- [PROMPT]
Among the records below, the line containing "currency <AMOUNT> [--words]" marks the start. Output it and all lines after it exactly.

[Dataset items]
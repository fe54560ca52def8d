//! In-memory capture of log events for test assertions

use std::collections::HashMap;
use std::sync::{Arc, Mutex, OnceLock};
use tracing::field::{Field, Visit};
use tracing::{Level, Subscriber};
use tracing_subscriber::layer::{Context, SubscriberExt};
use tracing_subscriber::registry::LookupSpan;
use tracing_subscriber::util::SubscriberInitExt;
use tracing_subscriber::Layer;

/// A captured log event with all its fields
#[derive(Clone, Debug)]
pub struct CapturedEvent {
    pub level: Level,
    pub component: Option<String>,
    pub op: Option<String>,
    pub event: Option<String>,
    pub fields: HashMap<String, String>,
}

#[derive(Default)]
struct FieldVisitor {
    fields: HashMap<String, String>,
}

impl FieldVisitor {
    fn put(&mut self, field: &Field, value: String) {
        self.fields.insert(field.name().to_string(), value);
    }
}

impl Visit for FieldVisitor {
    fn record_debug(&mut self, field: &Field, value: &dyn std::fmt::Debug) {
        self.put(field, format!("{:?}", value));
    }

    fn record_str(&mut self, field: &Field, value: &str) {
        self.put(field, value.to_string());
    }

    fn record_i64(&mut self, field: &Field, value: i64) {
        self.put(field, value.to_string());
    }

    fn record_u64(&mut self, field: &Field, value: u64) {
        self.put(field, value.to_string());
    }

    fn record_bool(&mut self, field: &Field, value: bool) {
        self.put(field, value.to_string());
    }
}

struct TestCaptureLayer {
    events: Arc<Mutex<Vec<CapturedEvent>>>,
}

impl<S> Layer<S> for TestCaptureLayer
where
    S: Subscriber + for<'a> LookupSpan<'a>,
{
    fn on_event(&self, event: &tracing::Event<'_>, _ctx: Context<'_, S>) {
        let mut visitor = FieldVisitor::default();
        event.record(&mut visitor);

        let captured = CapturedEvent {
            level: *event.metadata().level(),
            component: visitor.fields.get("component").cloned(),
            op: visitor.fields.get("op").cloned(),
            event: visitor.fields.get("event").cloned(),
            fields: visitor.fields,
        };

        self.events
            .lock()
            .map(|mut events| events.push(captured))
            .ok();
    }
}

/// Handle for reading captured events
#[derive(Clone)]
pub struct TestCapture {
    events: Arc<Mutex<Vec<CapturedEvent>>>,
}

impl TestCapture {
    /// Snapshot of everything captured so far
    pub fn events(&self) -> Vec<CapturedEvent> {
        self.events.lock().map(|e| e.clone()).unwrap_or_default()
    }

    /// Events for one operation, in emission order
    pub fn events_for(&self, op: &str) -> Vec<CapturedEvent> {
        self.events()
            .into_iter()
            .filter(|e| e.op.as_deref() == Some(op))
            .collect()
    }

    /// Assert that an event exists with the given operation and event type
    ///
    /// # Panics
    ///
    /// Panics if no such event was captured
    pub fn assert_event_exists(&self, op: &str, event: &str) {
        let events = self.events();
        let found = events
            .iter()
            .any(|e| e.op.as_deref() == Some(op) && e.event.as_deref() == Some(event));
        assert!(
            found,
            "Expected event op={} event={} not found in {} captured events",
            op,
            event,
            events.len()
        );
    }

    pub fn clear(&self) {
        self.events.lock().map(|mut e| e.clear()).ok();
    }
}

static GLOBAL_CAPTURE: OnceLock<TestCapture> = OnceLock::new();

/// Install the capturing subscriber (once per process) and return its handle
///
/// Tests share one global subscriber, so assertions should filter on
/// operation names or field values unique to the test.
///
/// ```
/// use r8_core::logging_facility::test_capture::init_test_capture;
/// use r8_core::log_op_start;
///
/// let capture = init_test_capture();
/// log_op_start!("doc_capture_op");
/// capture.assert_event_exists("doc_capture_op", "start");
/// ```
pub fn init_test_capture() -> TestCapture {
    GLOBAL_CAPTURE
        .get_or_init(|| {
            let events = Arc::new(Mutex::new(Vec::new()));
            let layer = TestCaptureLayer {
                events: events.clone(),
            };
            tracing_subscriber::registry().with(layer).try_init().ok();
            TestCapture { events }
        })
        .clone()
}
//! Currency command
//!
//! Usage: r8 currency <AMOUNT> [--words]

use clap::Args;
use r8_core::errors::ExError;
use r8_core::humanize::{currency_words, group_thousands};
use r8_core::R8Config;

#[derive(Debug, Args)]
pub struct CurrencyArgs {
    /// Amount as entered, e.g. `1,250,000` or `-999.5`
    #[arg(allow_hyphen_values = true)]
    pub amount: String,

    /// Spell the amount with the configured unit words
    #[arg(long)]
    pub words: bool,
}

/// Execute currency command
pub fn execute(args: CurrencyArgs, config: &R8Config) -> Result<(), Box<dyn std::error::Error>> {
    let rendered = if args.words {
        currency_words(&args.amount, &config.currency).map_err(ExError::from)?
    } else {
        group_thousands(&args.amount).unwrap_or_default()
    };

    println!("{}", rendered);
    Ok(())
}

- [ANSWER AREA]
//! Usage: r8 currency <AMOUNT> [--words]

use clap::Args;
use r8_core::errors::ExError;
use r8_core::humanize::{currency_words, group_thousands};
use r8_core::R8Config;

#[derive(Debug, Args)]
pub struct CurrencyArgs {
    /// Amount as entered, e.g. `1,250,000` or `-999.5`
    #[arg(allow_hyphen_values = true)]
    pub amount: String,

    /// Spell the amount with the configured unit words
    #[arg(long)]
    pub words: bool,
}

/// Execute currency command
pub fn execute(args: CurrencyArgs, config: &R8Config) -> Result<(), Box<dyn std::error::Error>> {
    let rendered = if args.words {
        currency_words(&args.amount, &config.currency).map_err(ExError::from)?
    } else {
        group_thousands(&args.amount).unwrap_or_default()
    };

    println!("{}", rendered);
    Ok(())
}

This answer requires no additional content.